The problem for politicians like Ms Sturgeon is that they are expected to base their policy on “the science”, listen to the “experts”, and make policy “evidence based”. But as soon as they do so, they are liable to be accused of listening to the wrong kind of scientists.

Epidemiologists take a long view about the progress of a disease through its life-cycle involving several peaks and troughs. They have said from the start that since there is no vaccine, 80 per cent of us are going to get the disease anyway so there is no way of stopping it.
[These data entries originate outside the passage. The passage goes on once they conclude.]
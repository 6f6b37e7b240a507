use std::time::Duration;

use async_trait::async_trait;
use sqlx::postgres::PgPoolOptions;
use sqlx::PgPool;
use tracing::info;
use uuid::Uuid;

use super::{MatchStore, StoreError};
use crate::embedding::Embedding;
use crate::models::candidate::{CandidateProfile, CandidateRow};
use crate::models::job::{JobPosting, JobRow, JobStatus};

const CANDIDATE_COLUMNS: &str = "id, filename, name, email, phone, skills, education, raw_text, \
     word_count, embedding, embedding_placeholder, uploaded_at";

const JOB_COLUMNS: &str = "id, title, company, description, required_skills, status, \
     embedding, embedding_placeholder, created_at";

/// Postgres-backed store. Embeddings live in `REAL[]` columns next to a
/// placeholder flag.
#[derive(Clone)]
pub struct PgMatchStore {
    db: PgPool,
}

impl PgMatchStore {
    /// Opens the pool and applies pending migrations.
    pub async fn connect(database_url: &str) -> Result<Self, StoreError> {
        info!("Connecting to PostgreSQL...");

        let db = PgPoolOptions::new()
            .max_connections(10)
            .acquire_timeout(Duration::from_secs(5))
            .connect(database_url)
            .await?;

        info!("PostgreSQL connection pool established");
        let store = Self { db };
        store.migrate().await?;
        Ok(store)
    }

    pub async fn migrate(&self) -> Result<(), StoreError> {
        sqlx::migrate!("./migrations").run(&self.db).await?;
        info!("Database migrations applied");
        Ok(())
    }
}

fn into_job(row: JobRow) -> Result<JobPosting, StoreError> {
    JobPosting::try_from(row).map_err(StoreError::InvalidRow)
}

fn word_count_column(count: usize) -> i32 {
    i32::try_from(count).unwrap_or(i32::MAX)
}

#[async_trait]
impl MatchStore for PgMatchStore {
    async fn list_candidates_with_embedding(&self) -> Result<Vec<CandidateProfile>, StoreError> {
        let rows: Vec<CandidateRow> = sqlx::query_as(&format!(
            "SELECT {CANDIDATE_COLUMNS} FROM candidates WHERE embedding IS NOT NULL ORDER BY seq"
        ))
        .fetch_all(&self.db)
        .await?;

        Ok(rows.into_iter().map(CandidateProfile::from).collect())
    }

    async fn list_candidates(&self) -> Result<Vec<CandidateProfile>, StoreError> {
        let rows: Vec<CandidateRow> =
            sqlx::query_as(&format!("SELECT {CANDIDATE_COLUMNS} FROM candidates ORDER BY seq"))
                .fetch_all(&self.db)
                .await?;

        Ok(rows.into_iter().map(CandidateProfile::from).collect())
    }

    async fn list_candidates_without_embedding(
        &self,
    ) -> Result<Vec<CandidateProfile>, StoreError> {
        let rows: Vec<CandidateRow> = sqlx::query_as(&format!(
            "SELECT {CANDIDATE_COLUMNS} FROM candidates WHERE embedding IS NULL ORDER BY seq"
        ))
        .fetch_all(&self.db)
        .await?;

        Ok(rows.into_iter().map(CandidateProfile::from).collect())
    }

    async fn list_active_jobs_with_embedding(&self) -> Result<Vec<JobPosting>, StoreError> {
        let rows: Vec<JobRow> = sqlx::query_as(&format!(
            "SELECT {JOB_COLUMNS} FROM jobs WHERE status = $1 AND embedding IS NOT NULL ORDER BY seq"
        ))
        .bind(JobStatus::Active.as_str())
        .fetch_all(&self.db)
        .await?;

        rows.into_iter().map(into_job).collect()
    }

    async fn list_active_jobs_without_embedding(&self) -> Result<Vec<JobPosting>, StoreError> {
        let rows: Vec<JobRow> = sqlx::query_as(&format!(
            "SELECT {JOB_COLUMNS} FROM jobs WHERE status = $1 AND embedding IS NULL ORDER BY seq"
        ))
        .bind(JobStatus::Active.as_str())
        .fetch_all(&self.db)
        .await?;

        rows.into_iter().map(into_job).collect()
    }

    async fn list_jobs(&self) -> Result<Vec<JobPosting>, StoreError> {
        let rows: Vec<JobRow> =
            sqlx::query_as(&format!("SELECT {JOB_COLUMNS} FROM jobs ORDER BY seq"))
                .fetch_all(&self.db)
                .await?;

        rows.into_iter().map(into_job).collect()
    }

    async fn get_candidate(&self, id: Uuid) -> Result<CandidateProfile, StoreError> {
        let row: Option<CandidateRow> = sqlx::query_as(&format!(
            "SELECT {CANDIDATE_COLUMNS} FROM candidates WHERE id = $1"
        ))
        .bind(id)
        .fetch_optional(&self.db)
        .await?;

        row.map(CandidateProfile::from).ok_or(StoreError::NotFound {
            kind: "candidate",
            id,
        })
    }

    async fn get_job(&self, id: Uuid) -> Result<JobPosting, StoreError> {
        let row: Option<JobRow> =
            sqlx::query_as(&format!("SELECT {JOB_COLUMNS} FROM jobs WHERE id = $1"))
                .bind(id)
                .fetch_optional(&self.db)
                .await?;

        into_job(row.ok_or(StoreError::NotFound { kind: "job", id })?)
    }

    async fn insert_candidate(&self, candidate: &CandidateProfile) -> Result<(), StoreError> {
        let profile = &candidate.profile;
        let embedding = candidate.embedding();

        sqlx::query(
            r#"
            INSERT INTO candidates
                (id, filename, name, email, phone, skills, education, raw_text,
                 word_count, embedding, embedding_placeholder, uploaded_at)
            VALUES ($1, $2, $3, $4, $5, $6, $7, $8, $9, $10, $11, $12)
            "#,
        )
        .bind(candidate.id)
        .bind(&candidate.filename)
        .bind(&profile.name)
        .bind(&profile.email)
        .bind(&profile.phone)
        .bind(&profile.skills)
        .bind(&profile.education)
        .bind(&profile.raw_text)
        .bind(word_count_column(profile.word_count))
        .bind(embedding.map(|e| e.values().to_vec()))
        .bind(embedding.is_some_and(Embedding::is_placeholder))
        .bind(candidate.uploaded_at)
        .execute(&self.db)
        .await?;

        Ok(())
    }

    async fn insert_job(&self, job: &JobPosting) -> Result<(), StoreError> {
        sqlx::query(
            r#"
            INSERT INTO jobs
                (id, title, company, description, required_skills, status,
                 embedding, embedding_placeholder, created_at)
            VALUES ($1, $2, $3, $4, $5, $6, $7, $8, $9)
            "#,
        )
        .bind(job.id)
        .bind(&job.title)
        .bind(&job.company)
        .bind(&job.description)
        .bind(&job.required_skills)
        .bind(job.status.as_str())
        .bind(job.embedding.as_ref().map(|e| e.values().to_vec()))
        .bind(job.embedding.as_ref().is_some_and(Embedding::is_placeholder))
        .bind(job.created_at)
        .execute(&self.db)
        .await?;

        Ok(())
    }

    async fn attach_candidate_embedding(
        &self,
        id: Uuid,
        embedding: &Embedding,
    ) -> Result<(), StoreError> {
        let result = sqlx::query(
            "UPDATE candidates SET embedding = $1, embedding_placeholder = $2 WHERE id = $3",
        )
        .bind(embedding.values())
        .bind(embedding.is_placeholder())
        .bind(id)
        .execute(&self.db)
        .await?;

        if result.rows_affected() == 0 {
            return Err(StoreError::NotFound {
                kind: "candidate",
                id,
            });
        }
        Ok(())
    }

    async fn attach_job_embedding(
        &self,
        id: Uuid,
        embedding: &Embedding,
    ) -> Result<(), StoreError> {
        let result =
            sqlx::query("UPDATE jobs SET embedding = $1, embedding_placeholder = $2 WHERE id = $3")
                .bind(embedding.values())
                .bind(embedding.is_placeholder())
                .bind(id)
                .execute(&self.db)
                .await?;

        if result.rows_affected() == 0 {
            return Err(StoreError::NotFound { kind: "job", id });
        }
        Ok(())
    }
}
That was one of the first remarks Ms Sturgeon made about Covid-19.

It is what the top UK advisers, like Professor Vallance meant when they were talking about herd immunity. In the absence of a vaccine, they believed that the only way the disease would die out would be when most of us were exposed to it. Prof Leitch was adamant on March 16 that : “the alternative – closing the borders and locking everyone down – doesn’t work over a prolonged period.”

That’s as may be, but it now looks as if the politically savvy thing to have done was to ignore all this and go for a panic lockdown to show the voters that you are serious. In politics, doing something is always more appealing than not doing something.